*Task prompt*
Print the records below from the first line through the line containing "for row in step.rows.iter().take(top)", both included, word for word.

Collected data

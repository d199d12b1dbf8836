use crate::cmd::calibrate::CalibrationRow;
use comfy_table::presets::ASCII_FULL;
use comfy_table::{Attribute, Cell, CellAlignment, Color, ContentArrangement, Table};
use skijump::core_types::{Hill, Roster};
use skijump::gate::GateSelection;
use skijump::weekend::WeekendStep;
use std::collections::HashMap;

fn right_align(table: &mut Table, from: usize, to: usize) {
    for i in from..=to {
        if let Some(col) = table.column_mut(i) {
            col.set_cell_alignment(CellAlignment::Right);
        }
    }
}

pub fn print_step(step: &WeekendStep, top: usize) {
    println!(
        "\n{} ({}, start gate {}, {} jumpers)",
        step.label,
        step.kind,
        step.start_gate,
        step.rows.len()
    );
    let mut table = Table::new();
    table
        .load_preset(ASCII_FULL)
        .set_content_arrangement(ContentArrangement::Dynamic);

    table.set_header(vec![
        Cell::new("Rank").add_attribute(Attribute::Bold),
        Cell::new("Bib"),
        Cell::new("Name"),
        Cell::new("Nat"),
        Cell::new("Distances"),
        Cell::new("Total").fg(Color::Cyan),
    ]);

    for row in step.rows.iter().take(top) {
        let distances: Vec<String> = row.distances.iter().map(|d| format!("{:.1}", d)).collect();
        let rank_cell = Cell::new(row.rank);
        table.add_row(vec![
            if row.rank == 1 {
                rank_cell.fg(Color::Green)
            } else {
                rank_cell
            },
            Cell::new(row.bib),
            Cell::new(&row.name),
            Cell::new(&row.country),
            Cell::new(distances.join(" / ")),
            Cell::new(format!("{:.1}", row.total)).add_attribute(Attribute::Bold),
        ]);
    }
    right_align(&mut table, 0, 1);
    right_align(&mut table, 5, 5);
    println!("{}", table);
}

pub fn print_form_changes(before: &Roster, after: &Roster) {
    let previous: HashMap<&str, f64> = before
        .jumpers
        .iter()
        .map(|j| (j.id.as_str(), j.skills.form))
        .collect();

    let mut changes: Vec<(&str, &str, f64, f64)> = after
        .jumpers
        .iter()
        .filter_map(|j| {
            previous
                .get(j.id.as_str())
                .map(|&f| (j.id.as_str(), j.name.as_str(), f, j.skills.form))
        })
        .collect();
    changes.sort_by(|a, b| (b.3 - b.2).abs().total_cmp(&(a.3 - a.2).abs()));

    println!("\nForm after the weekend (largest moves first)");
    let mut table = Table::new();
    table.load_preset(ASCII_FULL);
    table.set_header(vec![
        Cell::new("Id"),
        Cell::new("Name"),
        Cell::new("Before"),
        Cell::new("After"),
        Cell::new("Delta").fg(Color::Cyan),
    ]);
    for (id, name, from, to) in changes.into_iter().take(10) {
        let delta = to - from;
        let color = if delta >= 0.0 { Color::Green } else { Color::Red };
        table.add_row(vec![
            Cell::new(id),
            Cell::new(name),
            Cell::new(format!("{:.2}", from)),
            Cell::new(format!("{:.2}", to)),
            Cell::new(format!("{:+.2}", delta)).fg(color),
        ]);
    }
    right_align(&mut table, 2, 4);
    println!("{}", table);
}

pub fn print_gate_trace(selection: &GateSelection, field: usize) {
    println!(
        "\nStarting gate: {} (search settled on {}, {} tries, {} of {} overshoots allowed)",
        selection.gate,
        selection.converged_gate,
        selection.tries,
        selection.allowed_overshoots,
        field
    );
    let mut table = Table::new();
    table.load_preset(ASCII_FULL);
    table.set_header(vec![
        Cell::new("Try"),
        Cell::new("Gate"),
        Cell::new("Overshoots"),
    ]);
    for (i, (gate, overshoots)) in selection.trace.iter().enumerate() {
        let cell = Cell::new(overshoots);
        table.add_row(vec![
            Cell::new(i + 1),
            Cell::new(gate),
            if *overshoots > selection.allowed_overshoots {
                cell.fg(Color::Red)
            } else {
                cell
            },
        ]);
    }
    right_align(&mut table, 0, 2);
    println!("{}", table);
}

pub fn print_calibration(rows: &[CalibrationRow], hill: &Hill) {
    println!(
        "\nCalibration on K{} / HS{} ({} m per gate)",
        hill.k_point, hill.real_hs, hill.meters_by_gate
    );
    let mut table = Table::new();
    table
        .load_preset(ASCII_FULL)
        .set_content_arrangement(ContentArrangement::Dynamic);
    table.set_header(vec![
        Cell::new("Gate").add_attribute(Attribute::Bold),
        Cell::new("Jumps"),
        Cell::new("Mean"),
        Cell::new("Max"),
        Cell::new("> HS").fg(Color::Red),
        Cell::new("Falls").fg(Color::Red),
    ]);
    for r in rows {
        table.add_row(vec![
            Cell::new(r.gate),
            Cell::new(r.jumps),
            Cell::new(format!("{:.1}", r.mean_distance)),
            Cell::new(format!("{:.1}", r.max_distance)),
            Cell::new(format!("{:.1}%", r.overshoot_share * 100.0)),
            Cell::new(format!("{:.1}%", r.fall_share * 100.0)),
        ]);
    }
    right_align(&mut table, 0, 5);
    println!("{}", table);
}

*Output*
repository d199d12b1dbf8836
use crate::cmd::calibrate::CalibrationRow;
use comfy_table::presets::ASCII_FULL;
use comfy_table::{Attribute, Cell, CellAlignment, Color, ContentArrangement, Table};
use skijump::core_types::{Hill, Roster};
use skijump::gate::GateSelection;
use skijump::weekend::WeekendStep;
use std::collections::HashMap;

fn right_align(table: &mut Table, from: usize, to: usize) {
    for i in from..=to {
        if let Some(col) = table.column_mut(i) {
            col.set_cell_alignment(CellAlignment::Right);
        }
    }
}

pub fn print_step(step: &WeekendStep, top: usize) {
    println!(
        "\n{} ({}, start gate {}, {} jumpers)",
        step.label,
        step.kind,
        step.start_gate,
        step.rows.len()
    );
    let mut table = Table::new();
    table
        .load_preset(ASCII_FULL)
        .set_content_arrangement(ContentArrangement::Dynamic);

    table.set_header(vec![
        Cell::new("Rank").add_attribute(Attribute::Bold),
        Cell::new("Bib"),
        Cell::new("Name"),
        Cell::new("Nat"),
        Cell::new("Distances"),
        Cell::new("Total").fg(Color::Cyan),
    ]);

    for row in step.rows.iter().take(top) {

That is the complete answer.